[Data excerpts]

= Beginning of Section =

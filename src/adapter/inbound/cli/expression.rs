//! Handler for the `expression` command.

use chrono::Offset;
use serde_json::json;

use super::command::ExpressionArgs;
use super::context::CommandContext;
use super::output;
use crate::application::dialect::DialectRegistry;
use crate::error::Result;

/// Print the bucket expression `backend` would group by.
///
/// The UTC offset is taken from the current time in the selected timezone.
///
/// # Errors
/// Returns `ExpressionError::UnsupportedBackend` for unknown backends.
pub fn execute(ctx: &CommandContext, args: &ExpressionArgs) -> Result<()> {
    let offset_seconds = ctx.now().offset().fix().local_minus_utc();
    let registry = DialectRegistry::new();
    let sql = registry.make(&args.backend, &args.column, args.unit, offset_seconds)?;

    output::document(&json!({
        "command": "expression",
        "backend": args.backend,
        "column": args.column,
        "unit": args.unit,
        "offset_seconds": offset_seconds,
        "sql": sql,
    }));

    output::headline(&sql);
    if output::verbosity() > 0 {
        output::field("Backends", registry.backends().join(", "));
        output::field("Offset", format!("{offset_seconds}s"));
    }
    Ok(())
}
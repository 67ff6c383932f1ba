//! Trend units, bucket keys and bucket labels.
//!
//! A bucket key is the truncation string a query engine groups rows by:
//!
//! | unit   | key                   |
//! |--------|-----------------------|
//! | month  | `YYYY-MM`             |
//! | week   | `IYYY-IW` (ISO)       |
//! | day    | `YYYY-MM-DD`          |
//! | hour   | `YYYY-MM-DD HH:00`    |
//! | minute | `YYYY-MM-DD HH:MM:00` |
//!
//! Keys are parsed back into local wall-clock time so they can be relabeled
//! with the same formatter that built the zero-filled skeleton.

use std::fmt;
use std::str::FromStr;

use chrono::{Datelike, Days, NaiveDate, NaiveDateTime, NaiveTime, Timelike, Weekday};
use serde::{Deserialize, Serialize};

use super::interval::Interval;
use crate::error::ExpressionError;

/// Granularity of a trend.
#[derive(Debug, Clone, Copy, PartialEq, Eq, Hash, Serialize, Deserialize)]
#[serde(rename_all = "lowercase")]
pub enum TrendUnit {
    Month,
    Week,
    Day,
    Hour,
    Minute,
}

impl TrendUnit {
    pub const ALL: [TrendUnit; 5] = [
        TrendUnit::Month,
        TrendUnit::Week,
        TrendUnit::Day,
        TrendUnit::Hour,
        TrendUnit::Minute,
    ];

    /// Lowercase name; also the name of the unit's rolling range macro.
    #[must_use]
    pub const fn as_str(&self) -> &'static str {
        match self {
            Self::Month => "month",
            Self::Week => "week",
            Self::Day => "day",
            Self::Hour => "hour",
            Self::Minute => "minute",
        }
    }

    /// Width of one bucket.
    #[must_use]
    pub const fn interval(&self) -> Interval {
        match self {
            Self::Month => Interval::month(),
            Self::Week => Interval::week(),
            Self::Day => Interval::day(),
            Self::Hour => Interval::hour(),
            Self::Minute => Interval::minute(),
        }
    }
}

impl fmt::Display for TrendUnit {
    fn fmt(&self, f: &mut fmt::Formatter<'_>) -> fmt::Result {
        f.write_str(self.as_str())
    }
}

impl FromStr for TrendUnit {
    type Err = String;

    fn from_str(s: &str) -> Result<Self, Self::Err> {
        match s.trim().to_ascii_lowercase().as_str() {
            "month" => Ok(Self::Month),
            "week" => Ok(Self::Week),
            "day" => Ok(Self::Day),
            "hour" => Ok(Self::Hour),
            "minute" => Ok(Self::Minute),
            other => Err(format!(
                "unknown trend unit '{other}' (expected month, week, day, hour or minute)"
            )),
        }
    }
}

/// The bucket key a local timestamp falls into.
#[must_use]
pub fn bucket_key(local: &NaiveDateTime, unit: TrendUnit) -> String {
    match unit {
        TrendUnit::Month => local.format("%Y-%m").to_string(),
        TrendUnit::Week => {
            let week = local.iso_week();
            format!("{}-{:02}", week.year(), week.week())
        }
        TrendUnit::Day => local.format("%Y-%m-%d").to_string(),
        TrendUnit::Hour => local.format("%Y-%m-%d %H:00").to_string(),
        TrendUnit::Minute => local.format("%Y-%m-%d %H:%M:00").to_string(),
    }
}

/// Parse a bucket key back to the local start of its bucket.
///
/// Weeks parse to the Monday of the ISO week. Unpadded week numbers are
/// accepted since some engines do not pad them.
///
/// # Errors
/// Returns [`ExpressionError::MalformedBucketKey`] when `key` is not in the
/// shape produced for `unit`.
pub fn parse_bucket_key(key: &str, unit: TrendUnit) -> Result<NaiveDateTime, ExpressionError> {
    let malformed = || ExpressionError::MalformedBucketKey {
        key: key.to_string(),
        unit: unit.to_string(),
    };
    let key = key.trim();

    let parsed = match unit {
        TrendUnit::Month => NaiveDate::parse_from_str(&format!("{key}-01"), "%Y-%m-%d")
            .ok()
            .map(|d| d.and_time(NaiveTime::MIN)),
        TrendUnit::Week => key.rsplit_once('-').and_then(|(year, week)| {
            let year = year.parse::<i32>().ok()?;
            let week = week.parse::<u32>().ok()?;
            NaiveDate::from_isoywd_opt(year, week, Weekday::Mon)
        })
        .map(|d| d.and_time(NaiveTime::MIN)),
        TrendUnit::Day => NaiveDate::parse_from_str(key, "%Y-%m-%d")
            .ok()
            .map(|d| d.and_time(NaiveTime::MIN)),
        TrendUnit::Hour => NaiveDateTime::parse_from_str(key, "%Y-%m-%d %H:%M")
            .ok()
            .filter(|dt| dt.minute() == 0),
        TrendUnit::Minute => NaiveDateTime::parse_from_str(key, "%Y-%m-%d %H:%M:%S")
            .ok()
            .filter(|dt| dt.second() == 0),
    };

    parsed.ok_or_else(malformed)
}

/// Display label for the bucket starting at `local`.
///
/// Labels are unique within one trend and sort in the same order as the
/// buckets they name when read left to right on a chart.
#[must_use]
pub fn bucket_label(local: &NaiveDateTime, unit: TrendUnit, twelve_hour_time: bool) -> String {
    match unit {
        TrendUnit::Month => local.format("%B %Y").to_string(),
        TrendUnit::Week => {
            let date = local.date();
            let monday = date
                .checked_sub_days(Days::new(u64::from(date.weekday().num_days_from_monday())))
                .unwrap_or(date);
            let sunday = monday.checked_add_days(Days::new(6)).unwrap_or(monday);
            format!("{} - {}", monday.format("%B %-d"), sunday.format("%B %-d"))
        }
        TrendUnit::Day => local.format("%B %-d, %Y").to_string(),
        TrendUnit::Hour if twelve_hour_time => local.format("%B %-d - %-I:00 %p").to_string(),
        TrendUnit::Hour => local.format("%B %-d - %-H:00").to_string(),
        TrendUnit::Minute if twelve_hour_time => local.format("%B %-d - %-I:%M %p").to_string(),
        TrendUnit::Minute => local.format("%B %-d - %-H:%M").to_string(),
    }
}

#[cfg(test)]
mod tests {
    use super::*;

    fn local(y: i32, m: u32, d: u32, h: u32, min: u32) -> NaiveDateTime {
        NaiveDate::from_ymd_opt(y, m, d)
            .unwrap()
            .and_hms_opt(h, min, 0)
            .unwrap()
    }

    #[test]
    fn keys_match_engine_formats() {
        let at = local(2024, 3, 5, 14, 5);
        assert_eq!(bucket_key(&at, TrendUnit::Month), "2024-03");
        assert_eq!(bucket_key(&at, TrendUnit::Week), "2024-10");
        assert_eq!(bucket_key(&at, TrendUnit::Day), "2024-03-05");
        assert_eq!(bucket_key(&at, TrendUnit::Hour), "2024-03-05 14:00");
        assert_eq!(bucket_key(&at, TrendUnit::Minute), "2024-03-05 14:05:00");
    }

    #[test]
    fn week_key_uses_iso_year() {
        // Dec 30 2024 belongs to ISO week 1 of 2025.
        assert_eq!(bucket_key(&local(2024, 12, 30, 0, 0), TrendUnit::Week), "2025-01");
        // Jan 1 2021 belongs to ISO week 53 of 2020.
        assert_eq!(bucket_key(&local(2021, 1, 1, 0, 0), TrendUnit::Week), "2020-53");
    }

    #[test]
    fn keys_parse_back_to_bucket_start() {
        let at = local(2024, 3, 5, 14, 5);
        for unit in TrendUnit::ALL {
            let key = bucket_key(&at, unit);
            let start = parse_bucket_key(&key, unit).unwrap();
            assert_eq!(bucket_key(&start, unit), key, "unit {unit}");
        }
        assert_eq!(
            parse_bucket_key("2024-10", TrendUnit::Week).unwrap(),
            local(2024, 3, 4, 0, 0)
        );
    }

    #[test]
    fn unpadded_week_is_accepted() {
        assert_eq!(
            parse_bucket_key("2024-3", TrendUnit::Week).unwrap(),
            parse_bucket_key("2024-03", TrendUnit::Week).unwrap()
        );
    }

    #[test]
    fn malformed_key_is_rejected() {
        let err = parse_bucket_key("March", TrendUnit::Day).unwrap_err();
        assert_eq!(
            err,
            ExpressionError::MalformedBucketKey {
                key: "March".into(),
                unit: "day".into()
            }
        );
        assert!(parse_bucket_key("2024-03-05 14:30", TrendUnit::Hour).is_err());
    }

    #[test]
    fn labels_follow_unit_formats() {
        let at = local(2024, 3, 5, 14, 5);
        assert_eq!(bucket_label(&at, TrendUnit::Month, true), "March 2024");
        assert_eq!(bucket_label(&at, TrendUnit::Week, true), "March 4 - March 10");
        assert_eq!(bucket_label(&at, TrendUnit::Day, true), "March 5, 2024");
        assert_eq!(bucket_label(&at, TrendUnit::Hour, true), "March 5 - 2:00 PM");
        assert_eq!(bucket_label(&at, TrendUnit::Hour, false), "March 5 - 14:00");
        assert_eq!(bucket_label(&at, TrendUnit::Minute, true), "March 5 - 2:05 PM");
        assert_eq!(bucket_label(&at, TrendUnit::Minute, false), "March 5 - 14:05");
    }

    #[test]
    fn parses_unit_names() {
        assert_eq!("Week".parse::<TrendUnit>().unwrap(), TrendUnit::Week);
        assert!("fortnight".parse::<TrendUnit>().is_err());
    }
}
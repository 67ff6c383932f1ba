//! Single-number aggregation compared against the preceding window.

use tracing::debug;

use super::metric::{
    Describe, HasRangeSelection, HasRounding, Metric, MetricRequest, ValueMetric,
};
use super::range::RangeResolver;
use super::resolve::MetricContext;
use crate::domain::{DateRange, MetricResult, RangedDescriptor, Rounding, RoundingMode, ValueResult};
use crate::error::Result;
use crate::port::outbound::source::{Between, DataSource, ScalarQuery};

/// Percent change from `previous` to `current`, rounded to two places.
///
/// Both zero is no change. When either side is zero the other side is the
/// whole delta, so the change is 100% in the direction of `current`.
#[must_use]
pub fn percent_change(current: f64, previous: f64) -> f64 {
    if current == 0.0 && previous == 0.0 {
        return 0.0;
    }
    let ratio = if current == 0.0 || previous == 0.0 {
        1.0
    } else {
        (previous - current) / previous
    };
    let magnitude = Rounding::new(2, RoundingMode::HalfUp).apply(ratio.abs() * 100.0);
    if current < previous {
        -magnitude
    } else {
        magnitude
    }
}

/// Computes [`ValueResult`]s for [`ValueMetric`]s.
pub struct ValueAggregator<'a> {
    source: &'a dyn DataSource,
    resolver: &'a RangeResolver,
}

impl<'a> ValueAggregator<'a> {
    pub fn new(source: &'a dyn DataSource, resolver: &'a RangeResolver) -> Self {
        Self { source, resolver }
    }

    /// Aggregate `metric` over the selected window and the one before it.
    /// Without a window a single unconstrained aggregate is reported and
    /// there is no comparison.
    ///
    /// # Errors
    /// Propagates range, calendar and data source errors.
    pub fn aggregate(&self, metric: &ValueMetric, requested: Option<&str>) -> Result<ValueResult> {
        let window = metric.select_window(self.resolver, metric.meta.timezone, requested, None)?;

        let column = metric
            .column
            .clone()
            .unwrap_or_else(|| self.source.key_column().to_string());
        let date_column = metric
            .date_column
            .clone()
            .unwrap_or_else(|| self.source.created_at_column().to_string());

        let query = |between: Option<Between>| -> Result<f64> {
            let value = self.source.aggregate(&ScalarQuery {
                function: metric.function,
                column: column.clone(),
                between,
            })?;
            Ok(metric.round(value))
        };
        let bounded = |range: &DateRange| {
            let (start, end) = range.to_utc_bounds();
            Some(Between {
                column: date_column.clone(),
                start,
                end,
            })
        };

        let (current, previous) = match &window.range {
            None => (query(None)?, None),
            Some(range) => {
                let current = query(bounded(range))?;
                let previous = query(bounded(&range.prev()?))?;
                (current, Some(previous))
            }
        };

        let percent_changed = previous.map(|previous| percent_change(current, previous));
        debug!(
            metric = %metric.uri_key(),
            current,
            previous = ?previous,
            percent_changed = ?percent_changed,
            "Aggregated value"
        );

        Ok(ValueResult {
            descriptor: metric.descriptor(),
            value: metric.transformed(current),
            previous: previous.map(|previous| metric.transformed(previous)),
            percent_changed,
            positive_change: percent_changed.map_or(true, |change| change >= 0.0),
            prefix: metric.prefix.clone(),
            suffix: metric.suffix.clone(),
            zero_result: metric.zero_result,
            ranged: RangedDescriptor {
                selected_range_key: window.key,
                range: window.range,
                ranges: metric.range_options(),
            },
        })
    }
}

impl Metric for ValueMetric {
    fn calculate(&self, ctx: &MetricContext, request: &MetricRequest) -> Result<MetricResult> {
        ValueAggregator::new(ctx.source.as_ref(), &ctx.resolver)
            .aggregate(self, request.range())
            .map(MetricResult::Value)
    }
}
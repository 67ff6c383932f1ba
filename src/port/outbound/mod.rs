//! Outbound ports (driven side): interfaces implemented by outbound adapters.
//!
//! These contracts describe the infrastructure the metrics depend on: the
//! query engine, the result cache and the clock.

pub mod cache;
pub mod clock;
pub mod source;

pub use cache::MetricCache;
pub use clock::Clock;
pub use source::{
    Between, BucketExpression, DataSource, GroupKey, GroupedQuery, GroupedRow, ScalarQuery,
};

= End of Section =

> **Problem requirements**
Starting from the first line of the records above, retype each line exactly up to and including the one that contains "for unknown backends.", and nothing more.

> **Task output**
filename src/adapter/inbound/cli/expression.rs
//! Handler for the `expression` command.

use chrono::Offset;
use serde_json::json;

use super::command::ExpressionArgs;
use super::context::CommandContext;
use super::output;
use crate::application::dialect::DialectRegistry;
use crate::error::Result;

/// Print the bucket expression `backend` would group by.
///
/// The UTC offset is taken from the current time in the selected timezone.
///
/// # Errors
/// Returns `ExpressionError::UnsupportedBackend` for unknown backends.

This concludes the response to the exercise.